Whatever your personal view on porn, there are times when looking at explicit images and videos will never be acceptable. Browsing porn at work is generally a sackable offence for instance, and local laws usually forbid children from being exposed to explicit imagery.

To help uphold these standards, companies and parents regularly rely on content filters that block access to ‘adult’ websites. Social media companies are also doing their bit, automatically detecting and removing pornographic images.

But there is a problem. Automated porn detection systems are not as accurate as you might hope.

Machine learning and rude pics

Machine Learning is a relatively new technology that allows businesses to automate key tasks. By showing a special computer algorithm enough examples of a specific file type or picture, the system can learn how to spot the identifying features of each.

Take Panda Dome for instance. Our anti-malware system is trained to block and remove viruses automatically, even if we’ve never seen that particular infection before. How does this work? Our system has been trained using tens of thousands of examples of difference malware; it has then learned – with a high degree of accuracy – to spot the same tell-tale signs in other apps, links and email attachments.

Porn blockers work in a similar way. By showing the system enough pornographic images, the application can recognise other potentially offensive pictures.

But there’s a problem.

The nuances of nudity

The trouble with auto-detection of porn is that every person has a slightly different definition of what is, and is not, acceptable. A picture of a woman in a bikini may be fine, but a similar picture of a lingerie-clad lady is not. To a computer algorithm, the woman in both pictures is wearing roughly the same amount of clothes, but it struggles to identify the context of those clothes.

Social networks are experiencing exactly this problem already.
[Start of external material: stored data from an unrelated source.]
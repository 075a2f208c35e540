//! The Deployment Record: what was deployed or registered, in order.

use alloy_core::primitives::Address;
use comfy_table::{Table, presets::UTF8_FULL};
use derive_more::Deref;

/// One labeled address.
#[derive(Debug, Clone, PartialEq, Eq)]
pub struct RecordEntry {
    pub label: String,
    pub address: Address,
}

/// Ordered `(label, address)` entries, appended as each step completes.
#[derive(Debug, Clone, Default, PartialEq, Eq, Deref)]
pub struct DeploymentRecord {
    #[deref]
    entries: Vec<RecordEntry>,
}

impl DeploymentRecord {
    pub fn new() -> Self {
        Self::default()
    }

    pub fn push(&mut self, label: impl Into<String>, address: Address) {
        let label = label.into();
        tracing::debug!(%label, %address, "Recorded");
        self.entries.push(RecordEntry { label, address });
    }

    /// Index of the first entry with `label`.
    pub fn position(&self, label: &str) -> Option<usize> {
        self.entries.iter().position(|e| e.label == label)
    }

    pub fn find(&self, label: &str) -> Option<Address> {
        self.entries
            .iter()
            .find(|e| e.label == label)
            .map(|e| e.address)
    }

    /// Render the report printed at the end of a run.
    pub fn to_table(&self, network: &str, chain_id: u64) -> Table {
        let mut table = Table::new();
        table.load_preset(UTF8_FULL);
        table.set_header(vec!["Name", "Value"]);
        table.add_row(vec!["Network Name".to_string(), network.to_string()]);
        table.add_row(vec!["Network Id".to_string(), chain_id.to_string()]);
        for entry in &self.entries {
            table.add_row(vec![entry.label.clone(), entry.address.to_checksum(None)]);
        }
        table
    }
}

#[cfg(test)]
mod tests {
    use super::*;

    #[test]
    fn test_entries_keep_insertion_order() {
        let mut record = DeploymentRecord::new();
        record.push("Proxy Admin", Address::repeat_byte(0x01));
        record.push("WETH", Address::repeat_byte(0x02));
        record.push("WETH", Address::repeat_byte(0x03));

        assert_eq!(record.len(), 3);
        assert_eq!(record.position("WETH"), Some(1));
        assert_eq!(record.find("WETH"), Some(Address::repeat_byte(0x02)));
        assert_eq!(record.find("Vault"), None);
        assert_eq!(record[2].address, Address::repeat_byte(0x03));
    }

    #[test]
    fn test_table_has_network_header_rows() {
        let mut record = DeploymentRecord::new();
        record.push("Vault (Proxy)", Address::repeat_byte(0xaa));

        let rendered = record.to_table("base", 8453).to_string();
        assert!(rendered.contains("Network Name"));
        assert!(rendered.contains("8453"));
        assert!(rendered.contains("Vault (Proxy)"));
        assert!(rendered.contains(&Address::repeat_byte(0xaa).to_checksum(None)));
    }
}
Facebook famously removes pictures of breastfeeding mothers for instance because their algorithm is unable to understand the context of the image. Tumblr has had even bigger problems since activating their porn filter in December – the system has been wrongly flagging and removing all manner of non-porn images, including, fish, vases and witches.

Whether an intelligent filter permits or blocks a borderline image, someone will be upset.

Ultimately, intelligent systems built using machine learning are flawed because the people programming them are unable to specify exactly where the line between ‘ok’ and ‘porn’ is crossed. The algorithms may be able to block 99.9% of questionable content, but the 0.1% that remains will always be an issue.

These nuances are irrelevant to anti-malware detection because a file can only be one of two states: ‘virus’ or ‘not virus’. Images on the other hand have three states: ‘porn’, ‘not porn’ and ‘maybe porn’. ‘Maybe porn’ is where machine learning can (and does) fail. It is also where the majority of investment in automated systems will take place in the coming years.

ML is powerful, useful and flexible. Perhaps with enough training these systems really will be able to block content in line with your own preferences.